Tuesday, October 29, 2013
The Brooklyn Follies
One wonders if Nathan is a side of the author himself. He is a cynic and a bit of a curmudgeon. Yet we sense his vulnerability when we glimpse him dining in the same restaurant day after day, energized by the attention of his favorite waitress.
The plot takes a mysterious turn when Tom's nine-year-old niece, Lucy,shows up. Her mother - Tom's sister - ran away from home when she was a teenager and has led a sordid life. Lucy's appearance, and her refusal to discuss with Tom and Nathan the location of her mother, Aurora, sounds an alarm for the two men. Nathan determines to find Aurora and bring her safely back. He also decides to find a "proper" temporary home for the precocious Lucy. Along the way, he discovers a unique collection of unforgettable characters.
In a sense, the novel follows a quest motif in which our existential hero discovers genuine meaning in his own life.

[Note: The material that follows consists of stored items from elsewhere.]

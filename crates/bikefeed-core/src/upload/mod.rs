//! Document destination for snapshot files.
//!
//! The pipeline only depends on the [`Uploader`] trait; SharePoint is the
//! production backend and [`DryRunUploader`] stands in when nothing should leave
//! the machine.

mod sharepoint;

pub use sharepoint::SharePointUploader;

use serde::{Deserialize, Serialize};
use std::path::{Path, PathBuf};

/// Where snapshot files go: a site, a document library in it, and a folder in the library.
#[derive(Debug, Clone, PartialEq, Eq, Serialize, Deserialize)]
pub struct Destination {
    pub site_url: String,
    pub library: String,
    pub folder: String,
}

impl Default for Destination {
    fn default() -> Self {
        Self {
            site_url: "https://tylin1.sharepoint.com/teams/SSC23-05-0400/".to_string(),
            library: "Documents".to_string(),
            folder: "23-05-0400/04 - Analysis/01 - Data/_temp/azure_test".to_string(),
        }
    }
}

#[derive(Debug, thiserror::Error)]
pub enum UploadError {
    #[error("read {}: {source}", .path.display())]
    Io {
        path: PathBuf,
        #[source]
        source: std::io::Error,
    },
    #[error("upload request failed: {0}")]
    Curl(#[from] curl::Error),
    #[error("upload rejected with HTTP {status}: {body}")]
    Http { status: u16, body: String },
    #[error("invalid destination: {0}")]
    InvalidDestination(String),
    #[error("access token not set (expected in ${0})")]
    MissingToken(String),
}

/// Sends one local file to a destination.
pub trait Uploader {
    /// Operation name used in retry logs and terminal errors.
    fn name(&self) -> &str;

    fn upload(&self, dest: &Destination, path: &Path) -> Result<(), UploadError>;
}

/// Logs what would be uploaded and succeeds without any network I/O.
#[derive(Debug, Default, Clone, Copy)]
pub struct DryRunUploader;

impl Uploader for DryRunUploader {
    fn name(&self) -> &str {
        "dry_run_upload"
    }

    fn upload(&self, dest: &Destination, path: &Path) -> Result<(), UploadError> {
        let meta = std::fs::metadata(path).map_err(|source| UploadError::Io {
            path: path.to_path_buf(),
            source,
        })?;
        tracing::info!(
            path = %path.display(),
            bytes = meta.len(),
            site = %dest.site_url,
            library = %dest.library,
            folder = %dest.folder,
            "dry run: skipping upload"
        );
        Ok(())
    }
}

Most lives vanish, Nathan muses. A person dies, and little by little all traces of that life disappear. An inventor survives in his inventions, an architect survives in his buildings, but most people leave behind no monuments or lasting achievements: a shelf of photograph albums, a fifth-grade report card, a bowling trophy, an ashtray filched from a Florida hotel room on the final morning of some dimly remembered vacation. (p. 303)
Ultimately, as Nathan contemplates how to immortalize these everyday people we, the readers, feel his sense of joy and renewed purpose. His second brush with death underscores life's uncertainty. As the book concludes, we see Nathan emerging from the hospital, greeting the 8 a.m. sunshine on the morning of September 11, 2001. We know that in forty-six minutes the first plane will crash into the North Tower of the World Trade Center. Life, as we know it, will never be the same.